1 + 1 + 1 = 3! MATHEMATICAL GENIS!
- Show previous comments 11 more
You can masturbate at home and think that nobody'll be watching, but his fat slob of a cousin, mom is into beastiality, but nobody really cares. Supposedly that movie about Moses was crap, and comparable to rotten cheese, but he nor she can figure it out. Either way, there's a party in town and Jesus is gonna be there. pants are a requirement at the front gate. God's gonna make a guest appearance, who is also doing a book deal with a well known scotsman.
Bucky saw a group of mice raping each other on a window sill and to them he looked like God, being a big guy compared to them. One fell off and died, and Bucky thought it was sad.

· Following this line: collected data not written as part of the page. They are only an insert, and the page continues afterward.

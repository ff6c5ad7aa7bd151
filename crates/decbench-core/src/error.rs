//! Typed error hierarchy for the benchmark.
//!
//! Uses `thiserror` for library-grade errors.  Each variant maps to a stable
//! integer code via [`BenchError::error_code`] so the CLI can report a
//! meaningful exit status without string parsing.

/// All errors originating from the benchmark crates.
#[derive(Debug, thiserror::Error)]
pub enum BenchError {
    // ── Source / probe ────────────────────────────────────────────────
    #[error("Probe error: {0}")]
    Probe(String),

    #[error("Unsupported codec: {0}")]
    UnsupportedCodec(String),

    #[error("Failed to open source: {0}")]
    SourceOpen(String),

    // ── Streaming / decode ────────────────────────────────────────────
    #[error("Read error: {0}")]
    Read(String),

    #[error("Stream ended")]
    StreamEnded,

    #[error("Decode error: {0}")]
    Decode(String),

    /// A specific stream failed during a test; aborts the sweep with the
    /// first message seen.
    #[error("Stream {id}: {message}")]
    Stream { id: u32, message: String },

    // ── Topology / harness ────────────────────────────────────────────
    #[error("Topology error: {0}")]
    Topology(String),

    // ── Platform monitors ─────────────────────────────────────────────
    #[error("Monitor error: {0}")]
    Monitor(String),

    // ── Configuration / output ────────────────────────────────────────
    #[error("Invalid configuration: {0}")]
    Config(String),

    #[error("Export error: {0}")]
    Export(String),

    // ── Audit invariants ──────────────────────────────────────────────
    #[error("Invariant violation: {0}")]
    InvariantViolation(String),
}

impl BenchError {
    /// Stable integer error code for exit statuses and structured output.
    ///
    /// Codes are grouped by category:
    /// - 1xx: source / probe
    /// - 2xx: streaming / decode
    /// - 3xx: topology / harness
    /// - 4xx: platform monitors
    /// - 5xx: configuration / output
    /// - 6xx: invariant
    pub fn error_code(&self) -> u32 {
        match self {
            Self::Probe(_) => 100,
            Self::UnsupportedCodec(_) => 101,
            Self::SourceOpen(_) => 102,
            Self::Read(_) => 200,
            Self::StreamEnded => 201,
            Self::Decode(_) => 202,
            Self::Stream { .. } => 203,
            Self::Topology(_) => 300,
            Self::Monitor(_) => 400,
            Self::Config(_) => 500,
            Self::Export(_) => 501,
            Self::InvariantViolation(_) => 600,
        }
    }
}

/// Convenience alias used throughout the workspace.
pub type Result<T> = std::result::Result<T, BenchError>;

#[cfg(test)]
mod tests {
    use super::*;

    #[test]
    fn error_codes_are_grouped_by_category() {
        assert_eq!(BenchError::Probe("x".into()).error_code(), 100);
        assert_eq!(BenchError::StreamEnded.error_code(), 201);
        assert_eq!(BenchError::Topology("x".into()).error_code(), 300);
        assert_eq!(BenchError::InvariantViolation("x".into()).error_code(), 600);
    }

    #[test]
    fn stream_ended_message_is_stable() {
        // The harness matches on this text when a live source closes.
        assert_eq!(BenchError::StreamEnded.to_string(), "Stream ended");
    }
}
//! Concurrency engine — packet transport, decode topologies, measurement.
//!
//! # Architecture
//!
//! ```text
//! ┌────────┐  PacketQueue  ┌─────────┐
//! │ Reader │──────────────►│ Decoder │   × N streams
//! └────────┘   (bounded)   └─────────┘
//! ```
//!
//! Two execution topologies drive the N streams:
//!
//! - [`thread_topology`]: one reader thread and one decoder thread per
//!   stream, used while the stream count is below the core count.
//! - [`pool`]: a fixed set of reader workers plus one decode worker per
//!   stream, used at high stream counts where `2N` threads would swamp the
//!   scheduler with sleep/wake syscalls.
//!
//! Each decoder obeys the real-time [`pacing`] clock so the benchmark
//! measures real-time capacity rather than burst throughput.  The
//! [`harness`] runs one barrier-synchronized measurement window per stream
//! count and the [`sweep`] controller walks stream counts upward, binary
//! searching after the first failure.

mod decode;
pub mod harness;
pub mod packet_queue;
pub mod pacing;
pub mod pool;
mod reader;
pub mod stream;
pub mod sweep;
pub mod thread_topology;

#[cfg(test)]
pub(crate) mod testing;

pub use harness::run_test_point;
pub use packet_queue::{PacketQueue, Slot};
pub use sweep::BenchmarkRunner;
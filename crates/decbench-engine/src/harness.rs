//! Measurement harness — one barrier-synchronized test per stream count.
//!
//! The controller arrives at the start barrier together with every decode
//! worker, samples CPU over a fixed window, release-stores the stop flag
//! immediately before reading the CPU counters (so the reading covers
//! exactly the active window), then joins decoders before readers and
//! aggregates per-stream statistics into one sweep record.

use std::sync::atomic::{AtomicBool, Ordering};
use std::sync::{Arc, Barrier};
use std::time::Instant;

use decbench_core::{
    BenchError, BenchmarkConfig, CpuSampler, MediaBackend, MemoryGauge, Result, StreamTestResult,
};
use tracing::{debug, info};

use crate::pool::DecoderPool;
use crate::stream::StreamStats;
use crate::thread_topology::ThreadTopology;

/// A test passes on FPS when every stream reaches this fraction of the
/// target — 2% tolerance for timing overhead in real-time paced decoding.
pub const FPS_PASS_RATIO: f64 = 0.98;

/// Run one stream-count test and produce its sweep record.
///
/// Topology choice: per-stream threads below the core count, the shared
/// pool at or above it.  Any per-stream fatal error aborts the point with
/// the first message seen.
pub fn run_test_point<B: MediaBackend>(
    backend: &Arc<B>,
    stream_count: u32,
    target_fps: f64,
    config: &BenchmarkConfig,
    cores: u32,
    cpu: &mut dyn CpuSampler,
    memory: &mut dyn MemoryGauge,
) -> Result<StreamTestResult> {
    let stop = Arc::new(AtomicBool::new(false));
    let barrier = Arc::new(Barrier::new(stream_count as usize + 1));
    let use_pool = stream_count >= cores;

    debug!(stream_count, target_fps, use_pool, "starting test point");

    let topology = if use_pool {
        // Worker count = stream count keeps per-stream pacing; readers
        // share R = cores threads.
        let pool = DecoderPool::launch(
            backend,
            stream_count,
            target_fps,
            config.queue_capacity,
            stream_count,
            cores,
            &barrier,
            &stop,
        );
        if let Some((id, message)) = pool.init_error() {
            let err = BenchError::Stream {
                id,
                message: message.to_string(),
            };
            // Release the workers blocked on the barrier, then tear down.
            barrier.wait();
            stop.store(true, Ordering::Release);
            pool.join();
            return Err(err);
        }
        Topology::Pool(pool)
    } else {
        Topology::Threads(ThreadTopology::launch(
            backend,
            stream_count,
            target_fps,
            config.queue_capacity,
            &barrier,
            &stop,
        ))
    };

    barrier.wait();

    cpu.begin();
    let window_start = Instant::now();
    std::thread::sleep(config.measurement_duration);
    stop.store(true, Ordering::Release);

    let cpu_usage = cpu.usage_percent();
    let memory_mb = memory.resident_mb();
    let elapsed = window_start.elapsed().as_secs_f64();

    let stats = topology.join();

    if let Some(failed) = stats.iter().find(|s| s.error.is_some()) {
        return Err(BenchError::Stream {
            id: failed.stream_id,
            message: failed.error.clone().unwrap_or_default(),
        });
    }

    let result = aggregate(
        &stats,
        stream_count,
        target_fps,
        elapsed,
        cpu_usage,
        memory_mb,
        config.cpu_threshold,
    );
    info!(
        stream_count,
        min_fps = format!("{:.2}", result.min_fps),
        cpu = format!("{:.1}", result.cpu_usage),
        passed = result.passed,
        "test point finished"
    );
    Ok(result)
}

enum Topology<B: MediaBackend> {
    Threads(ThreadTopology),
    Pool(DecoderPool<B>),
}

impl<B: MediaBackend> Topology<B> {
    fn join(self) -> Vec<StreamStats> {
        match self {
            Self::Threads(topology) => topology.join(),
            Self::Pool(pool) => pool.join(),
        }
    }
}

fn aggregate(
    stats: &[StreamStats],
    stream_count: u32,
    target_fps: f64,
    elapsed: f64,
    cpu_usage: f64,
    memory_mb: u64,
    cpu_threshold: f64,
) -> StreamTestResult {
    let per_stream_frames: Vec<i64> = stats.iter().map(|s| s.frames).collect();
    let per_stream_fps: Vec<f64> = per_stream_frames
        .iter()
        .map(|&frames| {
            if elapsed > 0.0 {
                frames as f64 / elapsed
            } else {
                0.0
            }
        })
        .collect();

    let total_frames: i64 = per_stream_frames.iter().sum();
    let min_fps = per_stream_fps.iter().copied().fold(f64::INFINITY, f64::min);
    let min_fps = if min_fps.is_finite() { min_fps } else { 0.0 };
    let max_fps = per_stream_fps.iter().copied().fold(0.0, f64::max);
    let fps_per_stream = if elapsed > 0.0 && stream_count > 0 {
        total_frames as f64 / elapsed / stream_count as f64
    } else {
        0.0
    };

    let fps_passed = min_fps >= target_fps * FPS_PASS_RATIO;
    let cpu_passed = cpu_usage <= cpu_threshold;

    StreamTestResult {
        stream_count,
        fps_per_stream,
        min_fps,
        max_fps,
        per_stream_fps,
        per_stream_frames,
        cpu_usage,
        memory_mb,
        fps_passed,
        cpu_passed,
        passed: fps_passed && cpu_passed,
    }
}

Condoms prevent retard births. (or so we'd like)
Hitler was a fuckhead, killing jews with missiles and flans. The jews didn't really care as they were all getting it on in the bed regardless. Moses, some guy with a truck is probably gay and doesnt actually like the jews.. Some saviour he turned out to be. But Moses was also in league with a scotsman, (the guy writing God's book "Corsets for freedom!") and the truth is: it's a lie. It's not supposed to make sense.
Beetroots are tasty. People started eating beetroots en masse while listening to Mario remixes. Transformers CAN get skin cancer.. some say its more like rust on the ass, he says that they crumble into bricks and pummel cow meat. Mars, so I've heard, has a sky made of pie, and is ruled by explosive flying minges (whatever that is), which will undoubtedly be the end of us, had it not been for the cancerous Transformers.
I knew a man who had sex with a transvestite named Moses once. He also liked beetroot and had a poster of Hitler he would shoot at with missiles(more like bullets, but it's a projectile none the less). Obviously an individual like this would have a truck and use condoms on the weekends to torture the retarded children he kept locked up in his 10-acre underground bathroom closet. He wasn't literate in math, but he did enjoy numbers, especially the bigger ones such as 10 or 11. His brother was a Jew for Jesus. God was so impressed he gave my friend a back massage with a golden vibrator known as the Holy Grail, the marital aid Mary Magdelene used at the last supper since Jesus was going to die and it was a sin to hump the penis of a dead man walking.
What this has to do with anything in this blog is up to the mighty being known as CONTEXT to decide.